Collected data
# # # # # # #

//! Bind token scanning.
//!
//! Splits SQL text into plain text and bind tokens:
//!
//! - `:name` and `:{a.b}` named input binds
//! - `?` positional binds
//! - `::fn(arg, ...)` custom bind functions
//! - `INTO :a, :b` output binds (the clause is removed from the statement)
//!
//! Quoted literals, quoted identifiers and comments are copied verbatim.
//! `::type` casts without an argument list and `:=` are left untouched.

use crate::error::{SqlError, SqlResult};

/// Argument of a custom bind function.
#[derive(Debug, Clone, PartialEq, Eq)]
pub enum FunctionArg {
    /// `:name` reference to a bind value.
    Bind(String),
    /// `'quoted'` literal, unquoted.
    Literal(String),
    /// Bare word such as a descriptor name.
    Name(String),
}

impl FunctionArg {
    /// The raw text of the argument for error messages.
    pub fn text(&self) -> &str {
        match self {
            Self::Bind(s) | Self::Literal(s) | Self::Name(s) => s,
        }
    }
}

#[derive(Debug, Clone, PartialEq, Eq)]
pub enum Token {
    Text(String),
    Named(String),
    Positional,
    Function { name: String, args: Vec<FunctionArg> },
}

/// SQL text split into tokens, plus the output binds of an `INTO` clause.
#[derive(Debug, Clone, Default, PartialEq, Eq)]
pub struct ParsedStatement {
    pub tokens: Vec<Token>,
    pub outputs: Vec<String>,
}

impl ParsedStatement {
    /// Names of the named input binds, in order of appearance.
    pub fn input_names(&self) -> impl Iterator<Item = &str> {
        self.tokens.iter().filter_map(|t| match t {
            Token::Named(name) => Some(name.as_str()),
            _ => None,
        })
    }

    pub fn functions(&self) -> impl Iterator<Item = (&str, &[FunctionArg])> {
        self.tokens.iter().filter_map(|t| match t {
            Token::Function { name, args } => Some((name.as_str(), args.as_slice())),
            _ => None,
        })
    }
}

fn is_ident_start(c: char) -> bool {
    c.is_ascii_alphabetic() || c == '_'
}

fn is_ident_char(c: char) -> bool {
    c.is_ascii_alphanumeric() || c == '_' || c == '$' || c == '#'
}

struct Scanner<'a> {
    chars: Vec<char>,
    pos: usize,
    sql: &'a str,
    text: String,
    out: ParsedStatement,
}

impl<'a> Scanner<'a> {
    fn new(sql: &'a str) -> Self {
        Self {
            chars: sql.chars().collect(),
            pos: 0,
            sql,
            text: String::new(),
            out: ParsedStatement::default(),
        }
    }

    fn peek(&self, offset: usize) -> Option<char> {
        self.chars.get(self.pos + offset).copied()
    }

    fn flush_text(&mut self) {
        if !self.text.is_empty() {
            self.out.tokens.push(Token::Text(std::mem::take(&mut self.text)));
        }
    }

    fn push_token(&mut self, token: Token) {
        self.flush_text();
        self.out.tokens.push(token);
    }

    fn error(&self, message: impl std::fmt::Display) -> SqlError {
        SqlError::processing(format!("{} at offset {}", message, self.pos))
            .with_context(format!("statement={}", self.sql))
    }

    /// Copy a quoted section, including both delimiters.
    fn copy_quoted(&mut self, quote: char) {
        self.text.push(quote);
        self.pos += 1;
        while let Some(c) = self.peek(0) {
            self.text.push(c);
            self.pos += 1;
            if c == quote {
                return;
            }
        }
    }

    fn copy_until(&mut self, end: &str) {
        let end: Vec<char> = end.chars().collect();
        while self.pos < self.chars.len() {
            if self.chars[self.pos..].starts_with(&end) {
                self.text.extend(end.iter());
                self.pos += end.len();
                return;
            }
            self.text.push(self.chars[self.pos]);
            self.pos += 1;
        }
    }

    fn read_ident(&mut self) -> String {
        let start = self.pos;
        while self.peek(0).is_some_and(is_ident_char) {
            self.pos += 1;
        }
        self.chars[start..self.pos].iter().collect()
    }

    /// Read a bind name after the colon: `name` or `{path}`.
    fn read_bind_name(&mut self) -> SqlResult<Option<String>> {
        match self.peek(0) {
            Some('{') => {
                self.pos += 1;
                let start = self.pos;
                while self.peek(0).is_some_and(|c| c != '}') {
                    self.pos += 1;
                }
                if self.peek(0).is_none() {
                    return Err(self.error("Unterminated bind ':{'"));
                }
                let name: String = self.chars[start..self.pos].iter().collect();
                self.pos += 1;
                let name = name.trim().to_string();
                if name.is_empty() {
                    return Err(self.error("Empty bind name"));
                }
                Ok(Some(name))
            }
            Some(c) if is_ident_start(c) => Ok(Some(self.read_ident())),
            _ => Ok(None),
        }
    }

    fn skip_whitespace(&mut self) {
        while self.peek(0).is_some_and(char::is_whitespace) {
            self.pos += 1;
        }
    }

    /// Parse `::name(args)` starting at the first colon. Returns `false` and
    /// leaves the position unchanged when this is not a function call.
    fn try_function(&mut self) -> SqlResult<bool> {
        let start = self.pos;
        self.pos += 2;
        if !self.peek(0).is_some_and(is_ident_start) {
            self.pos = start;
            return Ok(false);
        }
        let name = self.read_ident();
        self.skip_whitespace();
        if self.peek(0) != Some('(') {
            self.pos = start;
            return Ok(false);
        }
        self.pos += 1;

        let mut args = Vec::new();
        let mut current = String::new();
        let mut quoted = false;
        loop {
            let Some(c) = self.peek(0) else {
                return Err(self.error(format!("Unterminated function '::{}('", name)));
            };
            self.pos += 1;
            match c {
                '\'' => {
                    quoted = !quoted;
                    current.push(c);
                }
                ',' | ')' if !quoted => {
                    let arg = current.trim();
                    if !arg.is_empty() {
                        args.push(parse_arg(arg));
                    } else if c == ',' || !args.is_empty() {
                        return Err(self.error(format!("Empty argument in '::{}'", name)));
                    }
                    current.clear();
                    if c == ')' {
                        break;
                    }
                }
                _ => current.push(c),
            }
        }
        self.push_token(Token::Function {
            name: name.to_lowercase(),
            args,
        });
        Ok(true)
    }

    /// Parse `INTO :a, :b`. Returns `false` and leaves the position unchanged
    /// when the keyword is not followed by a bind.
    fn try_into_clause(&mut self) -> SqlResult<bool> {
        let start = self.pos;
        self.pos += 4;
        self.skip_whitespace();
        if self.peek(0) != Some(':') || self.peek(1) == Some(':') {
            self.pos = start;
            return Ok(false);
        }

        let mut outputs = Vec::new();
        loop {
            self.skip_whitespace();
            if self.peek(0) != Some(':') {
                return Err(self.error("Expected output bind after INTO"));
            }
            self.pos += 1;
            match self.read_bind_name()? {
                Some(name) => outputs.push(name),
                None => return Err(self.error("Expected output bind after INTO")),
            }
            let before_comma = self.pos;
            self.skip_whitespace();
            if self.peek(0) == Some(',') && self.peek_after_comma_is_bind() {
                self.pos += 1;
            } else {
                self.pos = before_comma;
                break;
            }
        }
        self.out.outputs.extend(outputs);
        Ok(true)
    }

    fn peek_after_comma_is_bind(&self) -> bool {
        let mut i = self.pos + 1;
        while self.chars.get(i).is_some_and(|c| c.is_whitespace()) {
            i += 1;
        }
        self.chars.get(i) == Some(&':') && self.chars.get(i + 1) != Some(&':')
    }

    /// Whether the previous character ends an expression, making `::` a cast.
    fn follows_expression(&self) -> bool {
        self.pos > 0
            && matches!(self.chars[self.pos - 1], c if is_ident_char(c) || matches!(c, ')' | ']' | '\'' | '"'))
    }

    fn at_keyword_into(&self) -> bool {
        let word_start = self.pos == 0 || !is_ident_char(self.chars[self.pos - 1]);
        let matches = self
            .chars
            .get(self.pos..self.pos + 4)
            .is_some_and(|w| w.iter().collect::<String>().eq_ignore_ascii_case("into"));
        let word_end = !self.peek(4).is_some_and(is_ident_char);
        word_start && matches && word_end
    }

    fn run(mut self) -> SqlResult<ParsedStatement> {
        while let Some(c) = self.peek(0) {
            match c {
                '\'' | '"' => self.copy_quoted(c),
                '-' if self.peek(1) == Some('-') => self.copy_until("\n"),
                '/' if self.peek(1) == Some('*') => {
                    self.text.push_str("/*");
                    self.pos += 2;
                    self.copy_until("*/");
                }
                '?' => {
                    self.pos += 1;
                    self.push_token(Token::Positional);
                }
                ':' if self.peek(1) == Some(':') => {
                    if self.follows_expression() || !self.try_function()? {
                        self.text.push_str("::");
                        self.pos += 2;
                    }
                }
                ':' => {
                    self.pos += 1;
                    match self.read_bind_name()? {
                        Some(name) => self.push_token(Token::Named(name)),
                        None => self.text.push(':'),
                    }
                }
                'i' | 'I' if self.at_keyword_into() => {
                    if self.try_into_clause()? {
                        // Drop the whitespace left in front of the removed clause.
                        let trimmed = self.text.trim_end().len();
                        self.text.truncate(trimmed);
                    } else {
                        let word: String = self.chars[self.pos..self.pos + 4].iter().collect();
                        self.text.push_str(&word);
                        self.pos += 4;
                    }
                }
                _ => {
                    self.text.push(c);
                    self.pos += 1;
                }
            }
        }
        self.flush_text();
        Ok(self.out)
    }
}

fn parse_arg(arg: &str) -> FunctionArg {
    if let Some(name) = arg.strip_prefix(':').filter(|n| !n.starts_with(':')) {
        let name = name
            .strip_prefix('{')
            .and_then(|n| n.strip_suffix('}'))
            .unwrap_or(name);
        FunctionArg::Bind(name.trim().to_string())
    } else if arg.len() >= 2 && arg.starts_with('\'') && arg.ends_with('\'') {
        FunctionArg::Literal(arg[1..arg.len() - 1].replace("''", "'"))
    } else {
        FunctionArg::Name(arg.to_string())
    }
}

/// Split `sql` into text and bind tokens.
pub fn parse(sql: &str) -> SqlResult<ParsedStatement> {
    Scanner::new(sql).run()
}

#[cfg(test)]
mod tests {
    use super::*;

    fn text(s: &str) -> Token {
        Token::Text(s.to_string())
    }

    #[test]
    fn test_named_and_positional() {
        let parsed = parse("SELECT * FROM t WHERE a = :a AND b = :{person.id} AND c = ?").unwrap();
        assert_eq!(
            parsed.tokens,
            vec![
                text("SELECT * FROM t WHERE a = "),
                Token::Named("a".into()),
                text(" AND b = "),
                Token::Named("person.id".into()),
                text(" AND c = "),
                Token::Positional,
            ]
        );
        assert!(parsed.outputs.is_empty());
    }

    #[test]
    fn test_literals_and_comments_untouched() {
        let sql = "SELECT ':x', \"a?b\" FROM t -- :y ?\n/* :z */ WHERE d = '10:30'";
        let parsed = parse(sql).unwrap();
        assert_eq!(parsed.tokens, vec![text(sql)]);
    }

    #[test]
    fn test_casts_and_assignment_untouched() {
        let sql = "SELECT a::text, b := 1, (c)::numeric(10, 2)";
        assert_eq!(parse(sql).unwrap().tokens, vec![text(sql)]);
    }

    #[test]
    fn test_functions() {
        let parsed =
            parse("SELECT ::level(ReadPermission.LEVEL_ALL), ::text('hello', :name, World)").unwrap();
        let functions: Vec<_> = parsed.functions().collect();
        assert_eq!(
            functions[0],
            ("level", &[FunctionArg::Name("ReadPermission.LEVEL_ALL".into())][..])
        );
        assert_eq!(
            functions[1],
            (
                "text",
                &[
                    FunctionArg::Literal("hello".into()),
                    FunctionArg::Bind("name".into()),
                    FunctionArg::Name("World".into()),
                ][..]
            )
        );
    }

    #[test]
    fn test_function_without_args() {
        let parsed = parse("SELECT ::level()").unwrap();
        assert_eq!(parsed.functions().next(), Some(("level", &[][..])));
    }

    #[test]
    fn test_into_clause_removed() {
        let parsed = parse("SELECT a, b FROM t INTO :x, :{y.z} WHERE id = :id").unwrap();
        assert_eq!(parsed.outputs, vec!["x".to_string(), "y.z".to_string()]);
        assert_eq!(
            parsed.tokens,
            vec![text("SELECT a, b FROM t WHERE id = "), Token::Named("id".into())]
        );

        let parsed = parse("INSERT INTO t (a) VALUES (:a)").unwrap();
        assert!(parsed.outputs.is_empty());
        assert_eq!(parsed.tokens[0], text("INSERT INTO t (a) VALUES ("));
    }

    #[test]
    fn test_into_followed_by_other_binds() {
        let parsed = parse("SELECT a INTO :x, :y FROM t WHERE b = :b").unwrap();
        assert_eq!(parsed.outputs, vec!["x".to_string(), "y".to_string()]);
        assert_eq!(parsed.input_names().collect::<Vec<_>>(), vec!["b"]);
    }

    #[test]
    fn test_malformed() {
        assert!(parse("SELECT ::code(Foo").is_err());
        assert!(parse("SELECT :{a").is_err());
        assert!(parse("SELECT ::text(a,,b)").is_err());
    }
}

# # # # # # #

Which lines of the data contain the string "Scanner"? Copy each one.

> Task output:
struct Scanner<'a> {
impl<'a> Scanner<'a> {
    Scanner::new(sql).run()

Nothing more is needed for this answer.